The news came after the Korea-China summit between President Park Geun-hye and Chinese Premier Li Keqiang Saturday, where the latter said China will take steps to bring made-in-Korea kimchi back to the mainland as soon as possible.
In February, the Chinese government revised its sanitary and quarantine guidelines on Korean kimchi to allow it to be imported and sold to Chinese consumers. But Korea has not been able to ship kimchi because Chinese regulators have not taken the necessary administrative steps to get the trade going.
Until 2009, Korea exported kimchi to China, but in 2010 the Chinese government strengthened its rules on Korean kimchi and other imported food. It did not recognize kimchi as a fermented food and imposed a guideline that kimchi cannot contain more than 30 colitis bacteria per 100 grams.
Citing the rule, China has been blocking Korean kimchi for the past six years.
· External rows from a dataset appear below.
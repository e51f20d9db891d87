//! CLI argument parsing and command dispatch.
//!
//! # Commands
//!
//! - `init`: Create `.policy-impact/` in the target directory
//! - `policy`: Register and list policies
//! - `dep`: Add, list, remove, restore dependencies and suggest strengths
//! - `analyze`: Aggregate a policy's dependencies
//! - `graph`: Build the dependency graph of a policy
//! - `report`: Generate the impact report of a policy
//!
//! # Global Flags
//!
//! - `--json`: Output in JSON format
//! - `--dir`: Project directory (defaults to the current directory)
//!
//! # Example
//!
//! ```bash
//! policy-impact policy add --title "Falls prevention" --category clinical
//! policy-impact dep add <policy-id> workflow <workflow-id> --impact-description "Night checks"
//! policy-impact report <policy-id> --format html > impact.html
//! ```

mod args;
mod execute;
mod types;

use anyhow::Result;
use clap::{Parser, Subcommand};
use std::path::PathBuf;

pub use args::{
    AnalyzeArgs, DepAction, DepArgs, GraphArgs, InitArgs, PolicyAction, PolicyArgs, ReportArgs,
};
pub use types::{DependentTypeArg, ReportFormatArg, StrengthArg};

/// Policy dependency graph and change-impact analysis
///
/// Record which workflows, modules and documents depend on each policy, and
/// see what a change would put at risk before publishing it. Data lives in
/// `.policy-impact/` as JSONL files.
#[derive(Parser, Debug)]
#[command(name = "policy-impact")]
#[command(author, version, about, long_about = None)]
pub struct Cli {
    /// Output in JSON format for programmatic use
    #[arg(long, global = true)]
    pub json: bool,

    /// Project directory (defaults to the current directory)
    #[arg(long, global = true)]
    pub dir: Option<PathBuf>,

    /// Subcommand to execute
    #[command(subcommand)]
    pub command: Option<Commands>,
}

/// Available commands
#[derive(Subcommand, Debug, Clone)]
pub enum Commands {
    /// Initialize a new project
    ///
    /// Creates `.policy-impact/` with a default configuration and empty
    /// data files.
    Init(InitArgs),

    /// Manage registered policies
    Policy(PolicyArgs),

    /// Manage policy dependencies
    Dep(DepArgs),

    /// Aggregate a policy's active dependencies by type and strength
    Analyze(AnalyzeArgs),

    /// Build the dependency graph reachable from a policy
    Graph(GraphArgs),

    /// Generate the change-impact report for a policy
    ///
    /// Prints JSON or HTML. PDF is not supported and fails.
    Report(ReportArgs),
}

impl Cli {
    /// Parse CLI arguments from command line
    pub fn parse_args() -> Self {
        <Self as Parser>::parse()
    }

    /// Parse CLI arguments from an iterator (for testing)
    ///
    /// # Errors
    ///
    /// Returns the clap error for invalid arguments.
    pub fn try_parse_from<I, T>(iter: I) -> std::result::Result<Self, clap::Error>
    where
        I: IntoIterator<Item = T>,
        T: Into<std::ffi::OsString> + Clone,
    {
        <Self as Parser>::try_parse_from(iter)
    }

    /// Execute the CLI command
    ///
    /// # Errors
    ///
    /// Returns any error from loading the project or running the command.
    pub async fn execute(&self) -> Result<()> {
        use crate::app::App;
        use crate::output::OutputMode;

        let output_mode = if self.json {
            OutputMode::Json
        } else {
            OutputMode::Text
        };
        let dir = match &self.dir {
            Some(dir) => dir.clone(),
            None => std::env::current_dir()?,
        };

        match &self.command {
            Some(Commands::Init(args)) => execute::execute_init(&dir, args).await,
            Some(Commands::Policy(args)) => {
                let app = App::from_directory(&dir).await?;
                execute::execute_policy(&app, args, output_mode).await
            }
            Some(Commands::Dep(args)) => {
                let app = App::from_directory(&dir).await?;
                execute::execute_dep(&app, args, output_mode).await
            }
            Some(Commands::Analyze(args)) => {
                let app = App::from_directory(&dir).await?;
                execute::execute_analyze(&app, args, output_mode).await
            }
            Some(Commands::Graph(args)) => {
                let app = App::from_directory(&dir).await?;
                execute::execute_graph(&app, args, output_mode).await
            }
            Some(Commands::Report(args)) => {
                let app = App::from_directory(&dir).await?;
                execute::execute_report(&app, args).await
            }
            None => {
                println!("Policy impact analysis");
                println!("Use --help for more information");
                Ok(())
            }
        }
    }
}
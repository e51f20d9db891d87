//! Affected workflow and module summaries.
//!
//! These work on the flat list of a policy's direct active dependencies,
//! not on the graph.

use crate::domain::{
    DependencyId, DependencyRecord, DependencyStrength, DependentType, EntityId, RiskLevel,
};
use serde::{Deserialize, Serialize};

/// One dependent entity touched by a policy change.
#[derive(Debug, Clone, PartialEq, Eq, Serialize, Deserialize)]
#[serde(rename_all = "camelCase")]
pub struct AffectedEntity {
    /// The dependent entity
    pub entity_id: EntityId,

    /// Kind of entity
    pub dependent_type: DependentType,

    /// Record declaring the dependency
    pub dependency_id: DependencyId,

    /// Declared coupling
    pub strength: DependencyStrength,

    /// Risk derived from `strength`
    pub risk_level: RiskLevel,

    /// Estimated users (workflows only; an approximation)
    #[serde(default, skip_serializing_if = "Option::is_none")]
    pub affected_user_count: Option<u32>,

    /// From record metadata
    #[serde(default, skip_serializing_if = "Option::is_none")]
    pub impact_description: Option<String>,

    /// From record metadata
    #[serde(default)]
    pub affected_sections: Vec<String>,

    /// Whether the entity updates itself
    pub automatic_update: bool,

    /// Strength-driven actions, always ending with the update mode
    pub recommended_actions: Vec<String>,
}

impl AffectedEntity {
    fn from_record(record: &DependencyRecord, affected_user_count: Option<u32>) -> Self {
        let automatic_update = record.metadata.automatic_update();
        Self {
            entity_id: record.dependent_id,
            dependent_type: record.dependent_type,
            dependency_id: record.id,
            strength: record.strength,
            risk_level: record.risk_level(),
            affected_user_count,
            impact_description: record.metadata.impact_description.clone(),
            affected_sections: record.metadata.affected_sections.clone(),
            automatic_update,
            recommended_actions: recommended_actions(record.strength, automatic_update),
        }
    }

    /// `true` when the entity's risk is high or critical.
    #[must_use]
    pub fn is_critical(&self) -> bool {
        self.risk_level.is_elevated()
    }
}

/// Workflows touched by a policy change.
#[derive(Debug, Clone, Default, PartialEq, Eq, Serialize, Deserialize)]
#[serde(rename_all = "camelCase")]
pub struct AffectedWorkflows {
    /// Number of affected workflows
    pub total_workflows: usize,

    /// Every affected workflow
    pub workflows: Vec<AffectedEntity>,

    /// Workflows at high or critical risk
    pub critical_workflows: Vec<AffectedEntity>,

    /// Sum of `affected_user_count`
    pub estimated_affected_users: u32,
}

impl AffectedWorkflows {
    /// Summarize the workflow records among `records`.
    #[must_use]
    pub fn from_records(records: &[DependencyRecord], users_per_workflow: u32) -> Self {
        let workflows: Vec<AffectedEntity> = records
            .iter()
            .filter(|r| r.dependent_type == DependentType::Workflow)
            .map(|r| AffectedEntity::from_record(r, Some(users_per_workflow)))
            .collect();
        let critical_workflows = workflows.iter().filter(|w| w.is_critical()).cloned().collect();
        let estimated_affected_users = workflows
            .iter()
            .filter_map(|w| w.affected_user_count)
            .fold(0u32, u32::saturating_add);

        Self {
            total_workflows: workflows.len(),
            workflows,
            critical_workflows,
            estimated_affected_users,
        }
    }
}

/// Modules touched by a policy change.
#[derive(Debug, Clone, Default, PartialEq, Eq, Serialize, Deserialize)]
#[serde(rename_all = "camelCase")]
pub struct AffectedModules {
    /// Number of affected modules
    pub total_modules: usize,

    /// Every affected module
    pub modules: Vec<AffectedEntity>,

    /// Modules at high or critical risk
    pub critical_modules: Vec<AffectedEntity>,
}

impl AffectedModules {
    /// Summarize the module records among `records`.
    #[must_use]
    pub fn from_records(records: &[DependencyRecord]) -> Self {
        let modules: Vec<AffectedEntity> = records
            .iter()
            .filter(|r| r.dependent_type == DependentType::Module)
            .map(|r| AffectedEntity::from_record(r, None))
            .collect();
        let critical_modules = modules.iter().filter(|m| m.is_critical()).cloned().collect();

        Self {
            total_modules: modules.len(),
            modules,
            critical_modules,
        }
    }
}

fn recommended_actions(strength: DependencyStrength, automatic_update: bool) -> Vec<String> {
    let mut actions: Vec<String> = match strength {
        DependencyStrength::Strong => vec![
            "Test thoroughly before publishing".into(),
            "Notify all users of the change".into(),
            "Create a rollback plan".into(),
        ],
        DependencyStrength::Medium => vec![
            "Review the dependent entity for required changes".into(),
            "Notify team leads".into(),
        ],
        DependencyStrength::Weak => Vec::new(),
    };

    actions.push(if automatic_update {
        "Will auto-update".into()
    } else {
        "Manual update required".into()
    });
    actions
}

#[cfg(test)]
mod tests {
    use super::*;
    use crate::domain::{DependencyMetadata, PolicyId};
    use chrono::Utc;

    fn record(
        dependent_type: DependentType,
        strength: DependencyStrength,
        automatic_update: Option<bool>,
    ) -> DependencyRecord {
        let now = Utc::now();
        DependencyRecord {
            id: DependencyId::new(),
            policy_id: PolicyId::new(),
            dependent_type,
            dependent_id: EntityId::new(),
            strength,
            metadata: DependencyMetadata {
                automatic_update,
                ..DependencyMetadata::default()
            },
            notes: None,
            is_active: true,
            created_at: now,
            updated_at: now,
        }
    }

    #[test]
    fn test_strong_workflow_actions() {
        let records = vec![record(DependentType::Workflow, DependencyStrength::Strong, None)];
        let summary = AffectedWorkflows::from_records(&records, 20);

        assert_eq!(summary.total_workflows, 1);
        assert_eq!(summary.critical_workflows.len(), 1);
        assert_eq!(summary.estimated_affected_users, 20);

        let workflow = &summary.workflows[0];
        assert_eq!(workflow.risk_level, RiskLevel::Critical);
        assert_eq!(workflow.affected_user_count, Some(20));
        assert_eq!(workflow.recommended_actions.len(), 4);
        assert_eq!(
            workflow.recommended_actions.last().map(String::as_str),
            Some("Manual update required")
        );
    }

    #[test]
    fn test_weak_workflow_is_not_critical() {
        let records = vec![record(DependentType::Workflow, DependencyStrength::Weak, Some(true))];
        let summary = AffectedWorkflows::from_records(&records, 20);

        assert!(summary.critical_workflows.is_empty());
        assert_eq!(summary.workflows[0].risk_level, RiskLevel::Medium);
        assert_eq!(summary.workflows[0].recommended_actions, vec!["Will auto-update"]);
    }

    #[test]
    fn test_medium_module_is_critical_without_user_count() {
        let records = vec![
            record(DependentType::Module, DependencyStrength::Medium, Some(false)),
            record(DependentType::Workflow, DependencyStrength::Strong, None),
        ];
        let summary = AffectedModules::from_records(&records);

        assert_eq!(summary.total_modules, 1);
        assert_eq!(summary.critical_modules.len(), 1);
        assert_eq!(summary.modules[0].risk_level, RiskLevel::High);
        assert_eq!(summary.modules[0].affected_user_count, None);
        assert_eq!(summary.modules[0].recommended_actions.len(), 3);
    }
}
The Korean government had been pressing China to ease the rules or draw up new guidelines allowing Korean kimchi to be sold in China.
Korea’s imports of Chinese kimchi have surged over the past few years, while the nation has not been able to export kimchi to China.
According to the Korea Customs Service, the country exported only 24,742 tons of kimchi in 2014, while it brought 212,938 tons of kimchi from overseas, 99 percent of which came from China.
Following China’s revision of its sanitary rules in February, the agriculture ministry and the Ministry of Food and Drug Safety formed a taskforce to prepare for China’s resumption of Korean kimchi. They have been working with producers in areas of customs clearance, marketing and distribution.
The agriculture ministry plans to announce measures to boost kimchi exports to China as soon as the latter completes changes to its administrative codes.
“On the back of China’s revision governing the number of bacteria contained in kimchi and other fermented vegetables, we will take all possible steps to capitalize on China’s 1.35 billion consumer market,” an agriculture ministry official said. “We will closely work with related state agencies and private companies to successfully resume kimchi exports to China and increase its popularity among Chinese consumers.”